Researchers have found that growing more legumes could be a more nutritious and sustainable food production approach for European agriculture.

A new study, published in Frontiers in Sustainable Food Systems, highlights that adding legumes, such as beans and lentils, to traditional crop rotations, such as barley, wheat, and rapeseed, offers considerable environmental benefits as well as enhanced nutritional value for humans and livestock.

“This strategy can contribute significantly to the specific European Union Green Deal Farm to Fork objectives to reduce greenhouse gas emissions, chemical pesticide use, and synthetic fertiliser use,” commented first author Marcela Porto Costa, of Bangor University in the UK. “For example, in Scotland, we’ve shown that the introduction of a legume crop into the typical rotation reduced external nitrogen requirements by almost half whilst maintaining the same output of food measured in terms of potential human nutrition.”

All crops need nitrogen to grow, which for the majority of crops, is provided via fertilisers. However, a growing body of evidence suggests that traditional fertilisers are not sustainable. This is because their production requires significant energy, they are depleting finite resources, and they pollute the surrounding environments.

One of the objectives of the European Union Green Deal Farm to Fork strategy is to tackle this problem, with goals to cut greenhouse emissions and chemical pesticide use by 50%, as well as reducing synthetic fertiliser use by 20% by 2030.

In contrast to other crop types, legumes are among the only crops that can get all of the nitrogen they require from the air around them. This is thanks to a symbiotic partnership with bacteria that transforms nitrogen in the air into a form that can be used by plants.

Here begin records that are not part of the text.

//! Mailbox scan: coarse server-side search, precise local-date filter,
//! body extraction.

use chrono::{DateTime, FixedOffset, Local, Offset, Utc};
use mail_parser::MessageParser;
use tracing::{debug, info, warn};

use crate::error::StoreError;
use crate::extract::extract_body;
use crate::store::MailStore;
use crate::types::{NormalizedEmail, TargetWindow};

/// What a scan produced. `skipped` counts candidates lost to individual
/// fetch or parse failures; the caller can tell a failed connection (an
/// `Err` upstream) apart from a genuinely empty day.
#[derive(Debug, Default)]
pub struct ScanOutcome {
    /// Matched emails, in server enumeration order.
    pub emails: Vec<NormalizedEmail>,
    /// Candidate ids the server-side search returned.
    pub candidates: usize,
    /// Candidates dropped to per-message failures.
    pub skipped: usize,
}

/// Connect, scan, and log out again: the connection is released on
/// every exit path, including a failed select or search.
pub fn fetch_day(
    store: &mut dyn MailStore,
    folder: &str,
    window: &TargetWindow,
) -> Result<ScanOutcome, StoreError> {
    store.connect()?;
    let result = scan(store, folder, window);
    store.logout();
    result
}

/// Scan a connected store for messages on the window's day.
///
/// The server-side `SINCE` search is day-granular in the server's own
/// timezone assumptions, so every candidate is re-checked against the
/// local calendar date before it is kept. Individual fetch and parse
/// failures skip that message; select and search failures abort the
/// scan. The caller owns connect and logout.
pub fn scan(
    store: &mut dyn MailStore,
    folder: &str,
    window: &TargetWindow,
) -> Result<ScanOutcome, StoreError> {
    store.select(folder)?;

    let criterion = window.since_criterion();
    let ids = store.search_since(&criterion)?;
    info!(
        candidates = ids.len(),
        %criterion,
        "server search returned candidates, filtering by local date"
    );

    let mut outcome = ScanOutcome {
        candidates: ids.len(),
        ..Default::default()
    };

    for id in ids {
        let raw = match store.fetch(&id) {
            Ok(raw) => raw,
            Err(e) => {
                warn!(%id, error = %e, "fetch failed, skipping message");
                outcome.skipped += 1;
                continue;
            }
        };

        let Some(parsed) = MessageParser::default().parse(&raw.bytes) else {
            warn!(%id, "message did not parse, skipping");
            outcome.skipped += 1;
            continue;
        };

        let Some(received) = parsed.date().and_then(received_timestamp) else {
            debug!(%id, "no parsable Date header, excluding");
            outcome.skipped += 1;
            continue;
        };

        if !window.contains(&received) {
            debug!(
                %id,
                local_date = %received.with_timezone(&Local).date_naive(),
                target = %window.local_date(),
                "outside target day"
            );
            continue;
        }

        let local = received.with_timezone(&Local);
        let email = NormalizedEmail {
            id,
            subject: parsed.subject().unwrap_or_default().to_string(),
            from: format_address(parsed.from()),
            to: format_address(parsed.to()),
            received,
            local,
            local_date: local.date_naive(),
            body: extract_body(&parsed),
        };
        debug!(id = %email.id, subject = %email.subject, "matched");
        outcome.emails.push(email);
    }

    info!(
        matched = outcome.emails.len(),
        skipped = outcome.skipped,
        "scan complete"
    );
    Ok(outcome)
}

/// Convert a parsed `Date` header into an offset-aware timestamp.
fn received_timestamp(date: &mail_parser::DateTime) -> Option<DateTime<FixedOffset>> {
    let utc = DateTime::from_timestamp(date.to_timestamp(), 0)?;
    let offset_secs = (i32::from(date.tz_hour) * 3600 + i32::from(date.tz_minute) * 60)
        * if date.tz_before_gmt { -1 } else { 1 };
    let offset = FixedOffset::east_opt(offset_secs).unwrap_or_else(|| Utc.fix());
    Some(utc.with_timezone(&offset))
}

/// Render a decoded address header as `Name <addr>`, falling back to
/// whichever of the two exists.
fn format_address(addr: Option<&mail_parser::Address<'_>>) -> String {
    let Some(first) = addr.and_then(|a| a.first()) else {
        return String::new();
    };
    match (first.name(), first.address()) {
        (Some(name), Some(address)) => format!("{name} <{address}>"),
        (None, Some(address)) => address.to_string(),
        (Some(name), None) => name.to_string(),
        (None, None) => String::new(),
    }
}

As well as this, legumes enrich the soil with nitrogen, which reduces the need for nitrogen fertilisers. They also offer a vast range of nutrients, such as protein, fibre, folate, iron, potassium, magnesium, and vitamins.

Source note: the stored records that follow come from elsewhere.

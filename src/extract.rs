//! Best-effort plain-text body extraction from a parsed message.

use mail_parser::{Message, MessagePart, MimeHeaders, PartType};

use crate::html;

/// Extract a single plain-text body from a parsed message.
///
/// Single-part messages use their decoded payload directly, reduced from
/// HTML when that is what they carry. Multipart messages are walked in
/// full: attachment parts are skipped, text parts are bucketed as plain
/// or HTML by content type, and plain text always wins over HTML when
/// both exist. A message with no usable part yields an empty body; this
/// never fails.
pub fn extract_body(message: &Message<'_>) -> String {
    if message.parts.len() == 1 {
        return match &message.parts[0].body {
            PartType::Html(payload) => html::reduce(payload),
            PartType::Text(payload) => payload.trim().to_string(),
            _ => String::new(),
        };
    }

    let mut plain: Vec<&str> = Vec::new();
    let mut markup: Vec<&str> = Vec::new();

    for part in &message.parts {
        if is_attachment(part) {
            continue;
        }
        match &part.body {
            PartType::Text(payload) => plain.push(payload.as_ref()),
            PartType::Html(payload) => markup.push(payload.as_ref()),
            _ => {}
        }
    }

    if !plain.is_empty() {
        plain.join("\n").trim().to_string()
    } else if !markup.is_empty() {
        html::reduce(&markup.join("\n"))
    } else {
        String::new()
    }
}

fn is_attachment(part: &MessagePart<'_>) -> bool {
    part.content_disposition()
        .is_some_and(|disposition| disposition.ctype().eq_ignore_ascii_case("attachment"))
}

#[cfg(test)]
mod tests {
    use super::*;
    use mail_parser::MessageParser;

    fn parse(raw: &str) -> Message<'_> {
        MessageParser::default()
            .parse(raw.as_bytes())
            .expect("test message parses")
    }

    #[test]
    fn single_part_plain_text_is_trimmed() {
        let raw = "From: a@example.com\r\n\
                   Subject: hi\r\n\
                   Content-Type: text/plain\r\n\
                   \r\n\
                   \r\n  Pay your bill  \r\n";
        assert_eq!(extract_body(&parse(raw)), "Pay your bill");
    }

    #[test]
    fn single_part_html_is_reduced() {
        let raw = "From: a@example.com\r\n\
                   Content-Type: text/html\r\n\
                   \r\n\
                   <p>50% off!</p>\r\n";
        assert_eq!(extract_body(&parse(raw)), "50% off!");
    }

    #[test]
    fn plain_text_wins_over_html_in_multipart() {
        let raw = "From: a@example.com\r\n\
                   Content-Type: multipart/alternative; boundary=\"b\"\r\n\
                   \r\n\
                   --b\r\n\
                   Content-Type: text/plain\r\n\
                   \r\n\
                   the plain version\r\n\
                   --b\r\n\
                   Content-Type: text/html\r\n\
                   \r\n\
                   <p>the html version</p>\r\n\
                   --b--\r\n";
        assert_eq!(extract_body(&parse(raw)), "the plain version");
    }

    #[test]
    fn html_used_when_no_plain_part_exists() {
        let raw = "From: a@example.com\r\n\
                   Content-Type: multipart/mixed; boundary=\"b\"\r\n\
                   \r\n\
                   --b\r\n\
                   Content-Type: text/html\r\n\
                   \r\n\
                   <div>only <b>markup</b> here</div>\r\n\
                   --b--\r\n";
        assert_eq!(extract_body(&parse(raw)), "only markup here");
    }

    #[test]
    fn multiple_plain_parts_join_with_newlines() {
        let raw = "From: a@example.com\r\n\
                   Content-Type: multipart/mixed; boundary=\"b\"\r\n\
                   \r\n\
                   --b\r\n\
                   Content-Type: text/plain\r\n\
                   \r\n\
                   first\r\n\
                   --b\r\n\
                   Content-Type: text/plain\r\n\
                   \r\n\
                   second\r\n\
                   --b--\r\n";
        assert_eq!(extract_body(&parse(raw)), "first\nsecond");
    }

    #[test]
    fn attachment_parts_are_skipped() {
        let raw = "From: a@example.com\r\n\
                   Content-Type: multipart/mixed; boundary=\"b\"\r\n\
                   \r\n\
                   --b\r\n\
                   Content-Type: text/plain\r\n\
                   \r\n\
                   the body\r\n\
                   --b\r\n\
                   Content-Type: text/plain\r\n\
                   Content-Disposition: attachment; filename=\"notes.txt\"\r\n\
                   \r\n\
                   attached text that must not leak\r\n\
                   --b--\r\n";
        assert_eq!(extract_body(&parse(raw)), "the body");
    }

    #[test]
    fn message_with_no_usable_part_yields_empty_body() {
        let raw = "From: a@example.com\r\n\
                   Content-Type: multipart/mixed; boundary=\"b\"\r\n\
                   \r\n\
                   --b\r\n\
                   Content-Type: application/octet-stream\r\n\
                   Content-Transfer-Encoding: base64\r\n\
                   \r\n\
                   AAECAw==\r\n\
                   --b--\r\n";
        assert_eq!(extract_body(&parse(raw)), "");
    }
}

The approach by Costa and her team is more comprehensive than previous calculations of environmental footprints because it compares 10 different crop sequences using 16 different impact categories. Their assessment also represents a timeframe of three to five years and three different European climates in Italy, Romania, and Scotland.

“Our innovative approach goes beyond simple food footprints by looking at the footprint of delivering a specific quantity of human, or livestock, nutrition from all crops produced within representative crop rotations,” said Dr David Styles, who co-ordinated the study and is based at the University of Limerick in Ireland. “This provides a clearer picture of inter-crop effects and the overall efficiency of different cropping sequences in delivering nutritious food (or livestock feed).”

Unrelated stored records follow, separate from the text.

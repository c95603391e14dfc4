//! Keyword fallback classifier, used when the AI summarizer is
//! unavailable.
//!
//! Every email lands in exactly one of three buckets, checked in
//! priority order: system/billing notices first, then marketing, then
//! everything else. Matching is plain case-insensitive substring
//! containment over a bounded text surface, so the result is fully
//! deterministic.

use crate::types::NormalizedEmail;

/// How much of the body participates in keyword matching.
const SURFACE_BODY_CHARS: usize = 200;

/// Urgency bucket for a classified email.
#[derive(Debug, Clone, Copy, PartialEq, Eq, Hash)]
pub enum Bucket {
    /// Bills, arrears, renewals, security and service-suspension notices.
    /// High priority; wins over Marketing when both keyword sets match.
    SystemBilling,
    /// Promotions, discounts, install/download calls-to-action. Low
    /// priority.
    Marketing,
    /// Everything else. Medium priority.
    Other,
}

/// Keyword term lists, Chinese and English both. Carried as data rather
/// than logic: the lists are heuristic and meant to be replaced or
/// extended without touching the classifier.
#[derive(Debug, Clone)]
pub struct KeywordLists {
    /// Matched against sender + subject + body preview.
    pub system: Vec<String>,
    /// Matched against subject + body preview only.
    pub marketing: Vec<String>,
}

impl KeywordLists {
    /// Built-in bilingual term lists: billing/arrears/renewal/payment,
    /// security and verification, service suspension and expiry for the
    /// system bucket; discounts, limited-time offers, app-install
    /// calls-to-action and promotional superlatives for marketing.
    pub fn default_lists() -> Self {
        let system = [
            "账单", "欠费", "余额不足", "到期", "续费", "支付", "缴费",
            "bill", "payment", "expired", "renew", "overdue",
            "验证码", "登录异常", "密码", "风险",
            "停机", "暂停服务", "服务到期",
        ];
        let marketing = [
            "优惠", "促销", "折扣", "限时", "抢购", "特价", "活动",
            "sale", "offer", "discount", "deal", "promotion", "% off",
            "1折", "2折", "3折", "5折", "低至", "最低",
            "双11", "618", "秒杀", "团购", "福利",
            "更强大", "更高效", "尽在", "立即体验",
            "免费试用", "新功能", "升级体验",
            "app下载", "下载app", "安装",
            "推荐", "精选", "热门", "爆款",
        ];
        Self {
            system: system.iter().map(|s| s.to_string()).collect(),
            marketing: marketing.iter().map(|s| s.to_string()).collect(),
        }
    }
}

impl Default for KeywordLists {
    fn default() -> Self {
        Self::default_lists()
    }
}

/// Classification result: the three buckets, each preserving the order
/// in which its emails were supplied.
#[derive(Debug, Default)]
pub struct Classified<'a> {
    pub system: Vec<&'a NormalizedEmail>,
    pub marketing: Vec<&'a NormalizedEmail>,
    pub other: Vec<&'a NormalizedEmail>,
}

impl Classified<'_> {
    pub fn total(&self) -> usize {
        self.system.len() + self.marketing.len() + self.other.len()
    }
}

/// Assign every email to exactly one bucket.
pub fn classify<'a>(emails: &'a [NormalizedEmail], lists: &KeywordLists) -> Classified<'a> {
    let mut result = Classified::default();
    for email in emails {
        match bucket_for(email, lists) {
            Bucket::SystemBilling => result.system.push(email),
            Bucket::Marketing => result.marketing.push(email),
            Bucket::Other => result.other.push(email),
        }
    }
    result
}

/// Bucket for a single email.
pub fn bucket_for(email: &NormalizedEmail, lists: &KeywordLists) -> Bucket {
    let preview: String = email
        .body
        .chars()
        .take(SURFACE_BODY_CHARS)
        .collect::<String>()
        .to_lowercase();
    let from = email.from.to_lowercase();
    let subject = email.subject.to_lowercase();

    let system_hit = lists
        .system
        .iter()
        .any(|term| from.contains(term) || subject.contains(term) || preview.contains(term));
    if system_hit {
        return Bucket::SystemBilling;
    }

    // Marketing surface is subject + preview only, never the sender.
    let marketing_hit = lists
        .marketing
        .iter()
        .any(|term| subject.contains(term) || preview.contains(term));
    if marketing_hit {
        return Bucket::Marketing;
    }

    Bucket::Other
}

Currently, their approach only calculates the potential nutritional delivery. The quantity of nutrition provided by different rotations will also depend on how foods are processed and sold. Further research is also needed to develop better calculations for livestock feed. The team plans to extend this approach to other types of crop rotations and additional agricultural locations and climates.

“Our results strengthen evidence on the positive role that healthy diet transitions could make to environmental sustainability,” explained Styles. “Legumes provide a healthier balance of carbohydrates, protein, and fibre compared with cereal crops, and could improve the nutritional profile of the food we eat.”

“These results also highlight the need for whole-system (multi-crop, farm-to-fork) thinking when designing interventions to drive sustainable food systems so that we can deliver better nutrition whilst reducing environmental impacts,” added Costa.